*Work item*.
Each line of the listing below containing the word "from" should be returned.
━━━━━━━━━━━━━━━━
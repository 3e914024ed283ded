//! Kubernetes-backed liveness oracle
//!
//! The realm is the pod namespace and the instance is the pod name. A pod in
//! phase `Pending` or `Running` is alive; a missing pod or any other phase is
//! dead; everything that goes wrong while asking is unknown.

mod client;
mod reader;

use std::sync::Arc;
use std::time::Duration;

use async_trait::async_trait;
use tracing::{debug, info, warn};

pub use client::{KubeClientSettings, build_client};
pub use reader::{KubePodReader, PodLookup, PodStatusReader};

use crate::{LivenessOracle, LivenessVerdict};

pub const POD_PHASE_PENDING: &str = "Pending";
pub const POD_PHASE_RUNNING: &str = "Running";

/// Why a query could not produce a verdict
#[derive(thiserror::Error, Debug)]
enum OracleError {
    #[error("no response within {0:?}")]
    Timeout(Duration),

    #[error("pod status request failed: {0:#}")]
    Request(anyhow::Error),

    #[error("pod has no reported phase")]
    MissingPhase,
}

/// Map a reported pod phase to a verdict
pub fn verdict_for_phase(phase: &str) -> LivenessVerdict {
    match phase {
        POD_PHASE_PENDING | POD_PHASE_RUNNING => LivenessVerdict::Alive,
        _ => LivenessVerdict::Dead,
    }
}

/// Liveness oracle that reads pod phases from the Kubernetes API
pub struct KubernetesOracle {
    reader: Arc<dyn PodStatusReader>,
    request_timeout: Duration,
}

impl KubernetesOracle {
    pub fn new(reader: Arc<dyn PodStatusReader>, request_timeout: Duration) -> Self {
        Self {
            reader,
            request_timeout,
        }
    }

    /// Connect using in-cluster service account credentials (or their overrides)
    pub async fn connect(settings: &KubeClientSettings) -> anyhow::Result<Self> {
        let client = build_client(settings).await?;
        info!("Kubernetes liveness oracle connected");
        Ok(Self::new(
            Arc::new(KubePodReader::new(client)),
            settings.request_timeout,
        ))
    }

    async fn query(&self, namespace: &str, name: &str) -> Result<LivenessVerdict, OracleError> {
        let read = self.reader.read_pod(namespace, name);
        let lookup = tokio::time::timeout(self.request_timeout, read)
            .await
            .map_err(|_| OracleError::Timeout(self.request_timeout))?
            .map_err(OracleError::Request)?;

        match lookup {
            PodLookup::NotFound => {
                info!(namespace = %namespace, pod = %name, "Pod not found");
                Ok(LivenessVerdict::Dead)
            }
            PodLookup::Found { phase: None } => Err(OracleError::MissingPhase),
            PodLookup::Found { phase: Some(phase) } => {
                let verdict = verdict_for_phase(&phase);
                info!(
                    namespace = %namespace,
                    pod = %name,
                    phase = %phase,
                    verdict = %verdict,
                    "Pod phase read"
                );
                Ok(verdict)
            }
        }
    }
}

#[async_trait]
impl LivenessOracle for KubernetesOracle {
    async fn is_alive(&self, realm: &str, instance: &str) -> LivenessVerdict {
        debug!(namespace = %realm, pod = %instance, "Reading pod status");
        match self.query(realm, instance).await {
            Ok(verdict) => verdict,
            Err(e) => {
                warn!(namespace = %realm, pod = %instance, error = %e, "Can't read pod status");
                LivenessVerdict::Unknown
            }
        }
    }
}
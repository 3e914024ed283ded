//! Change log lock entity
//!
//! Mirrors the conventional `databasechangeloglock` table: a single row with
//! `id = 1` that is overwritten on every acquire and release.

use sea_orm::entity::prelude::*;
use serde::{Deserialize, Serialize};

/// Primary key of the singleton lock row
pub const LOCK_ROW_ID: i32 = 1;

#[derive(Clone, Debug, PartialEq, DeriveEntityModel, Eq, Serialize, Deserialize)]
#[sea_orm(table_name = "databasechangeloglock")]
pub struct Model {
    #[sea_orm(primary_key, auto_increment = false)]
    pub id: i32,
    pub locked: bool,
    pub lockgranted: Option<DateTime>,
    pub lockedby: Option<String>,
}

#[derive(Copy, Clone, Debug, EnumIter, DeriveRelation)]
pub enum Relation {}

impl ActiveModelBehavior for ActiveModel {}
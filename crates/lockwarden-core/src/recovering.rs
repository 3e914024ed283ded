//! Coordinator that reclaims locks left behind by dead instances
//!
//! Each probe cycle reads the lock record and decides between acquiring,
//! reclaiming and waiting:
//!
//! - free: try to acquire under our own identity
//! - held by our own identity: a previous run of this instance died holding
//!   it, so release it without asking the oracle
//! - held by another identity: ask the oracle; only a confirmed `Dead`
//!   holder is released, `Alive` and `Unknown` both mean wait
//! - held by a token that is not an identity: wait, never release
//!
//! A reclaim only clears the lock if it is still held by the exact holder
//! that was judged stale.

use std::sync::Arc;
use std::sync::atomic::{AtomicBool, Ordering};
use std::time::Duration;

use async_trait::async_trait;
use lockwarden_common::{CancelSignal, Identity, IdentityProvider, LockError, Result};
use lockwarden_oracle::{LivenessOracle, LivenessVerdict};
use lockwarden_store::{LockRecord, LockStore};
use parking_lot::Mutex;
use tracing::{debug, info, warn};

use crate::traits::{LockCoordinator, LockOutcome, held_records};

pub const RECOVERING_PRIORITY: i32 = 1000;

const NAME: &str = "recovering";

/// Where the coordinator is in its acquisition loop
#[derive(Debug, Clone, Copy, PartialEq, Eq)]
pub enum CoordinatorState {
    Idle,
    Probing,
    Reclaiming,
    Waiting,
    Acquired,
}

/// Why a stale lock was released
#[derive(Debug, Clone, Copy, PartialEq, Eq)]
pub enum ReclaimReason {
    SelfHeld,
    HolderDead,
}

/// Why a probe cycle decided to back off
#[derive(Debug, Clone, Copy, PartialEq, Eq)]
pub enum WaitReason {
    HolderAlive,
    HolderUnknown,
    MalformedHolder,
}

/// Result of a single probe cycle
#[derive(Debug, Clone, Copy, PartialEq, Eq)]
pub enum ProbeStep {
    Acquired,
    /// Another writer changed the record between our read and our write
    LostRace,
    Reclaimed(ReclaimReason),
    Wait(WaitReason),
    Cancelled,
}

pub struct RecoveringCoordinator {
    identity: Option<Identity>,
    store: Arc<dyn LockStore>,
    oracle: Arc<dyn LivenessOracle>,
    backoff: Duration,
    has_lock: AtomicBool,
    state: Mutex<CoordinatorState>,
}

impl RecoveringCoordinator {
    /// Build the coordinator; it disables itself if the identity cannot be resolved
    pub fn new(
        identity_provider: &dyn IdentityProvider,
        store: Arc<dyn LockStore>,
        oracle: Arc<dyn LivenessOracle>,
        backoff: Duration,
    ) -> Self {
        let identity = match identity_provider.resolve() {
            Ok(identity) => Some(identity),
            Err(e) => {
                warn!(error = %e, "Cannot resolve process identity, lock recovery disabled");
                None
            }
        };

        Self {
            identity,
            store,
            oracle,
            backoff,
            has_lock: AtomicBool::new(false),
            state: Mutex::new(CoordinatorState::Idle),
        }
    }

    pub fn identity(&self) -> Option<&Identity> {
        self.identity.as_ref()
    }

    pub fn state(&self) -> CoordinatorState {
        *self.state.lock()
    }

    fn set_state(&self, state: CoordinatorState) {
        *self.state.lock() = state;
    }

    fn require_identity(&self) -> Result<&Identity> {
        self.identity.as_ref().ok_or_else(|| {
            LockError::Configuration(
                "process identity is not resolved, lock recovery is disabled".to_string(),
            )
        })
    }

    /// Ask the oracle about this process itself.
    ///
    /// Anything but `Alive` means the oracle cannot be trusted to judge other holders.
    pub async fn self_check(&self) -> LivenessVerdict {
        let Some(identity) = &self.identity else {
            return LivenessVerdict::Unknown;
        };

        let verdict = self
            .oracle
            .is_alive(identity.realm(), identity.instance())
            .await;
        if verdict == LivenessVerdict::Alive {
            info!(identity = %identity, "Liveness oracle self-check passed");
        } else {
            warn!(identity = %identity, verdict = %verdict, "Liveness oracle self-check failed");
        }
        verdict
    }

    /// Run one probe cycle against the store
    pub async fn probe_once(&self, cancel: &CancelSignal) -> Result<ProbeStep> {
        let identity = self.require_identity()?;
        let me = identity.holder();

        self.set_state(CoordinatorState::Probing);
        let record = self.store.read().await?;

        if !record.locked {
            return if self.store.try_acquire(&me).await? {
                self.has_lock.store(true, Ordering::SeqCst);
                self.set_state(CoordinatorState::Acquired);
                info!(holder = %me, "Acquired change log lock");
                Ok(ProbeStep::Acquired)
            } else {
                debug!(holder = %me, "Lost change log lock race, probing again");
                Ok(ProbeStep::LostRace)
            };
        }

        let Some(holder) = record.current_holder() else {
            warn!("Change log lock is held without a holder, waiting");
            return Ok(self.wait(WaitReason::MalformedHolder));
        };

        let owner = match Identity::parse_holder(holder) {
            Ok(owner) => owner,
            Err(e) => {
                warn!(error = %e, "Change log lock holder is not an instance identity, waiting");
                return Ok(self.wait(WaitReason::MalformedHolder));
            }
        };

        if owner == *identity {
            info!(
                holder = %holder,
                "Change log lock is held by this instance from an earlier run, releasing"
            );
            return self.reclaim(holder, ReclaimReason::SelfHeld).await;
        }

        let query = self.oracle.is_alive(owner.realm(), owner.instance());
        let Some(verdict) = cancel.run_until_cancelled(query).await else {
            self.set_state(CoordinatorState::Idle);
            return Ok(ProbeStep::Cancelled);
        };

        match verdict {
            LivenessVerdict::Alive => {
                debug!(
                    holder = %holder,
                    granted_at = %record.granted_at_display(),
                    "Change log lock holder is alive"
                );
                Ok(self.wait(WaitReason::HolderAlive))
            }
            LivenessVerdict::Unknown => {
                warn!(
                    holder = %holder,
                    "Cannot determine whether change log lock holder is alive, waiting"
                );
                Ok(self.wait(WaitReason::HolderUnknown))
            }
            LivenessVerdict::Dead => {
                warn!(
                    holder = %holder,
                    granted_at = %record.granted_at_display(),
                    "Change log lock holder is dead, reclaiming"
                );
                self.reclaim(holder, ReclaimReason::HolderDead).await
            }
        }
    }

    fn wait(&self, reason: WaitReason) -> ProbeStep {
        self.set_state(CoordinatorState::Waiting);
        ProbeStep::Wait(reason)
    }

    async fn reclaim(&self, holder: &str, reason: ReclaimReason) -> Result<ProbeStep> {
        self.set_state(CoordinatorState::Reclaiming);
        if self.store.release(holder).await? {
            info!(holder = %holder, reason = ?reason, "Released stale change log lock");
            Ok(ProbeStep::Reclaimed(reason))
        } else {
            debug!(holder = %holder, "Change log lock changed hands before it could be reclaimed");
            Ok(ProbeStep::LostRace)
        }
    }

    fn cancelled(&self) -> LockOutcome {
        self.set_state(CoordinatorState::Idle);
        info!("Stopped waiting for change log lock");
        LockOutcome::Cancelled
    }
}

#[async_trait]
impl LockCoordinator for RecoveringCoordinator {
    fn name(&self) -> &str {
        NAME
    }

    fn priority(&self) -> i32 {
        RECOVERING_PRIORITY
    }

    fn is_eligible(&self) -> bool {
        self.identity.is_some()
    }

    async fn wait_for_lock(&self, cancel: &CancelSignal) -> Result<LockOutcome> {
        let identity = self.require_identity()?;
        if self.has_lock() {
            return Ok(LockOutcome::Acquired);
        }

        info!(holder = %identity, "Waiting for change log lock");
        loop {
            if cancel.is_cancelled() {
                return Ok(self.cancelled());
            }

            let step = match self.probe_once(cancel).await {
                Ok(step) => step,
                Err(e) => {
                    self.set_state(CoordinatorState::Idle);
                    return Err(e);
                }
            };

            match step {
                ProbeStep::Acquired => return Ok(LockOutcome::Acquired),
                ProbeStep::Cancelled => return Ok(self.cancelled()),
                ProbeStep::LostRace | ProbeStep::Reclaimed(_) => continue,
                ProbeStep::Wait(reason) => {
                    if cancel.is_cancelled() {
                        return Ok(self.cancelled());
                    }
                    debug!(
                        reason = ?reason,
                        backoff_ms = self.backoff.as_millis() as u64,
                        "Change log lock is busy, backing off"
                    );
                    if cancel
                        .run_until_cancelled(tokio::time::sleep(self.backoff))
                        .await
                        .is_none()
                    {
                        return Ok(self.cancelled());
                    }
                }
            }
        }
    }

    async fn release_lock(&self) -> Result<bool> {
        let Some(identity) = &self.identity else {
            return Ok(false);
        };

        let released = self.store.release(&identity.holder()).await?;
        self.has_lock.store(false, Ordering::SeqCst);
        self.set_state(CoordinatorState::Idle);
        if released {
            info!(holder = %identity, "Released change log lock");
        } else {
            debug!(holder = %identity, "Change log lock was not held by this instance");
        }
        Ok(released)
    }

    fn has_lock(&self) -> bool {
        self.has_lock.load(Ordering::SeqCst)
    }

    async fn list_locks(&self) -> Result<Vec<LockRecord>> {
        held_records(self.store.as_ref()).await
    }

    async fn force_release_lock(&self) -> Result<()> {
        self.store.force_release().await?;
        self.has_lock.store(false, Ordering::SeqCst);
        self.set_state(CoordinatorState::Idle);
        warn!("Change log lock force-released");
        Ok(())
    }
}
//! Error types for lockwarden
//!
//! Only configuration and store failures cross the coordinator boundary.
//! Oracle failures are absorbed into the `Unknown` verdict and never show up here.

/// Lock coordination errors
#[derive(thiserror::Error, Debug)]
pub enum LockError {
    /// Identity or settings could not be resolved
    #[error("configuration error: {0}")]
    Configuration(String),

    #[error("failed to read lock record: {0}")]
    StoreRead(String),

    #[error("failed to write lock record: {0}")]
    StoreWrite(String),

    /// Holder token is not `<realm>:<instance>`; logged and never escalated
    #[error("malformed lock holder '{0}'")]
    MalformedHolder(String),

    /// The standard coordinator gave up waiting
    #[error("could not acquire change log lock, currently locked by {holder} since {granted_at}")]
    LockTimeout { holder: String, granted_at: String },
}

impl LockError {
    /// Whether the error comes from the shared lock store
    pub fn is_store_error(&self) -> bool {
        matches!(self, LockError::StoreRead(_) | LockError::StoreWrite(_))
    }
}

/// Result type alias for lockwarden operations
pub type Result<T> = std::result::Result<T, LockError>;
━━━━━━━━━━━━━━━━
*Exercise answer*.
/// Liveness oracle that reads pod phases from the Kubernetes API
                "Change log lock is held by this instance from an earlier run, releasing"
    /// Whether the error comes from the shared lock store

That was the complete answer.